Orang Islam mana yang tidak tahu bahwa syahadat adalah kesaksian bahwa tidak ada Tuhan selain Allah? Semua tahu, mengerti, dan yakin. Tapi, siapa yang sudah mengimplementasikan itu dalam kehidupan nyata? Kita memang sudah menjaga kebersihan syahadat dengan tidak menyembah berhala, tidak percaya dukun, bahkan mungkin tidak memberhalakan harta maupun kedudukan. Itu sudah hebat sekali. Namun, masih ada pertanyaan kritis yang menunggu untuk dijawab. Apakah karena sudah bersyahadat, kita tidak lagi memberhalakan diri dalam segala bentuk dan manifestasinya?

Merasa bahwa diri sendiri yang paling mulia, istimewa, atau lebih ini lebih itu dari orang lain adalah bentuk awal pemujaan atau peng-ilah-an diri. Tentu saja hal itu menodai keikhlasan syahadat. Sebab, hanya Allah yang sejatinya mulia, sejatinya istimewa, dan serba lebih daripada makhluk mana pun. Oleh karena itu, siapa pun yang ingin memelihara syahadatnya harusnya selalu bersikap tahu diri kapan dan dimana pun.

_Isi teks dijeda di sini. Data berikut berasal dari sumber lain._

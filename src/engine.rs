//! Style engine: the entry points the component layer calls per render.
//!
//! [`StyleEngine`] borrows an immutable [`Theme`]. It holds no state of its own,
//! so it is `Copy`, and one engine can be shared across rendering threads.

use crate::style::emit::{emit, emit_value, Emission, EmissionResult};
use crate::style::gap::{self, Direction, GapDirective};
use crate::style::property::StyleProperty;
use crate::style::responsive::{ResponsiveProp, Resolved};
use crate::style::shorthand::{self, ShorthandError, ShorthandQuad};
use crate::style::value::StyleValue;
use crate::theme::breakpoints::{Breakpoint, BreakpointTable};
use crate::theme::tokens::TokenRegistry;
use crate::theme::Theme;

/// Errors surfaced by [`StyleEngine::resolve_prop`].
#[derive(Debug, Clone, PartialEq, Eq, thiserror::Error)]
pub enum StyleError {
    #[error("invalid {property} at breakpoint `{breakpoint}`")]
    Shorthand {
        property: StyleProperty,
        breakpoint: String,
        #[source]
        source: ShorthandError,
    },
}

/// Style props of one component instance, in declaration order.
#[derive(Debug, Clone, Default, PartialEq, Eq)]
pub struct StyleProps {
    props: Vec<(StyleProperty, ResponsiveProp<String>)>,
}

impl StyleProps {
    pub fn new() -> Self {
        Self::default()
    }

    /// Set a prop (builder style).
    pub fn with(mut self, property: StyleProperty, value: impl Into<ResponsiveProp<String>>) -> Self {
        self.set(property, value);
        self
    }

    /// Set a prop. Setting one that is already present replaces its value and
    /// keeps its original position.
    pub fn set(&mut self, property: StyleProperty, value: impl Into<ResponsiveProp<String>>) {
        let value = value.into();
        match self.props.iter_mut().find(|(p, _)| *p == property) {
            Some((_, existing)) => *existing = value,
            None => self.props.push((property, value)),
        }
    }

    pub fn get(&self, property: StyleProperty) -> Option<&ResponsiveProp<String>> {
        self.props
            .iter()
            .find(|(p, _)| *p == property)
            .map(|(_, v)| v)
    }

    pub fn iter(&self) -> impl Iterator<Item = (StyleProperty, &ResponsiveProp<String>)> {
        self.props.iter().map(|(p, v)| (*p, v))
    }

    pub fn len(&self) -> usize {
        self.props.len()
    }

    pub fn is_empty(&self) -> bool {
        self.props.is_empty()
    }
}

impl<V: Into<ResponsiveProp<String>>> FromIterator<(StyleProperty, V)> for StyleProps {
    fn from_iter<I: IntoIterator<Item = (StyleProperty, V)>>(iter: I) -> Self {
        let mut props = StyleProps::new();
        for (property, value) in iter {
            props.set(property, value);
        }
        props
    }
}

/// Resolves style props against a theme.
#[derive(Debug, Clone, Copy)]
pub struct StyleEngine<'t> {
    tokens: &'t TokenRegistry,
    breakpoints: &'t BreakpointTable,
}

impl<'t> StyleEngine<'t> {
    pub fn new(theme: &'t Theme) -> Self {
        Self::from_parts(&theme.tokens, &theme.breakpoints)
    }

    pub fn from_parts(tokens: &'t TokenRegistry, breakpoints: &'t BreakpointTable) -> Self {
        Self { tokens, breakpoints }
    }

    pub fn tokens(&self) -> &'t TokenRegistry {
        self.tokens
    }

    pub fn breakpoints(&self) -> &'t BreakpointTable {
        self.breakpoints
    }

    /// Canonically ordered `(breakpoint, value)` pairs of a responsive prop.
    pub fn resolve<'a, T>(&self, prop: &'a ResponsiveProp<T>) -> Vec<Resolved<'a, T>>
    where
        't: 'a,
    {
        prop.resolve(self.breakpoints)
    }

    /// Expand a box-model shorthand into four edges.
    pub fn expand_shorthand(&self, raw: &str) -> Result<ShorthandQuad, ShorthandError> {
        shorthand::expand(raw)
    }

    /// Emit one value of `property` at the named breakpoint. Unknown
    /// breakpoints emit nothing.
    pub fn emit(&self, property: StyleProperty, value: &str, breakpoint: &str) -> Emission {
        match self.breakpoints.get(breakpoint) {
            Some(bp) => emit(self.tokens, property, value, bp),
            None => {
                tracing::debug!(%property, %breakpoint, "dropping value for unknown breakpoint");
                Emission::none()
            }
        }
    }

    /// Resolve one prop across all of its breakpoints.
    ///
    /// Box-model shorthands are expanded per breakpoint. When all four edges
    /// agree the shorthand itself is emitted (`p-md`); otherwise each edge is
    /// emitted on its own (`p-top-sm p-right-md ...`).
    pub fn resolve_prop(
        &self,
        property: StyleProperty,
        value: &ResponsiveProp<String>,
    ) -> Result<EmissionResult, StyleError> {
        let mut result = EmissionResult::new();
        for Resolved { breakpoint, value } in self.resolve(value) {
            match property.edges() {
                Some(edges) => self.emit_shorthand(&mut result, property, edges, value, breakpoint)?,
                None => result.push(emit(self.tokens, property, value, breakpoint)),
            }
        }
        Ok(result)
    }

    fn emit_shorthand(
        &self,
        result: &mut EmissionResult,
        property: StyleProperty,
        edges: [StyleProperty; 4],
        raw: &str,
        breakpoint: &Breakpoint,
    ) -> Result<(), StyleError> {
        let quad = shorthand::expand(raw).map_err(|source| StyleError::Shorthand {
            property,
            breakpoint: breakpoint.name.clone(),
            source,
        })?;
        let category = property.category();
        let quad = quad.map(|slot| StyleValue::classify(self.tokens, category, slot));

        if quad.is_uniform() {
            result.push(emit_value(property, &quad.top, breakpoint));
        } else {
            result.extend(
                edges
                    .into_iter()
                    .zip(quad.edges())
                    .map(|(edge, value)| emit_value(edge, value, breakpoint)),
            );
        }
        Ok(())
    }

    /// Resolve every prop of a component, in declaration order.
    pub fn resolve_props(&self, props: &StyleProps) -> Result<EmissionResult, StyleError> {
        let mut result = EmissionResult::new();
        for (property, value) in props.iter() {
            result.merge(self.resolve_prop(property, value)?);
        }
        Ok(result)
    }

    /// Intermediate per-breakpoint gap directives.
    pub fn gap_directives(
        &self,
        direction: &ResponsiveProp<Direction>,
        gap: &ResponsiveProp<String>,
    ) -> Vec<GapDirective> {
        gap::gap_directives(self.breakpoints, self.tokens, direction, gap)
    }

    /// Margin output for every child except the last.
    pub fn translate_gap(
        &self,
        direction: &ResponsiveProp<Direction>,
        gap: &ResponsiveProp<String>,
    ) -> EmissionResult {
        gap::translate_gap(self.breakpoints, self.tokens, direction, gap)
    }

    /// Per-child margin output; the last child's entry is empty.
    pub fn child_gaps(
        &self,
        direction: &ResponsiveProp<Direction>,
        gap: &ResponsiveProp<String>,
        child_count: usize,
    ) -> Vec<EmissionResult> {
        gap::child_gaps(self.breakpoints, self.tokens, direction, gap, child_count)
    }
}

Selama hampir 30 tahun Ahmad Tohari bergaul dengan Gus Dur, sikap tahu dirilah yang tampak dan terpancar dari kepribadiannya. Beliau hormat kepada yang tua, sayang kepada yang muda, dan amat bersahabat dengan teman seusia. Rasa setiakawan beliau yang mendalam menembus batas ras, agama, status sosial, bahkan batas kebangsaan.

Dalam satu kalimat, Gus Dur adalah orang yang sangat tahu diri dan menganggap dirinya biasa, sama saja dengan orang lain. Itulah pelajaran dan keteladanan yang Ahmad Tohari dapatkan. Itulah cara Gus Dur mengajari untuk memelihara syahadat. Caranya, tidak menganggap diri sendiri mulia atau istimewa, karena keduanya adalah hak Allah.

Dengan demikian, Ahmad Tohari mengerti mengapa Gud Dur rela dan nyaman saja tidur dilantai rumah yang sederhana. Agaknya karena syahadat yang telah terhayati mencegah diri beliau merasa istimewa atau merasa sebagai manusia mulia. Sementara kebanyakan dari kita karena tidak menghayati syahadat, sering merasa diri kita sendiri mulia atau terhormat, atau bahkan menuntut kehormatan. Padahal, sikap seperti itu jelas mengurangi mutu kesaksian bahwa tidak ada ilah selain Allah. Wallahu a’lam.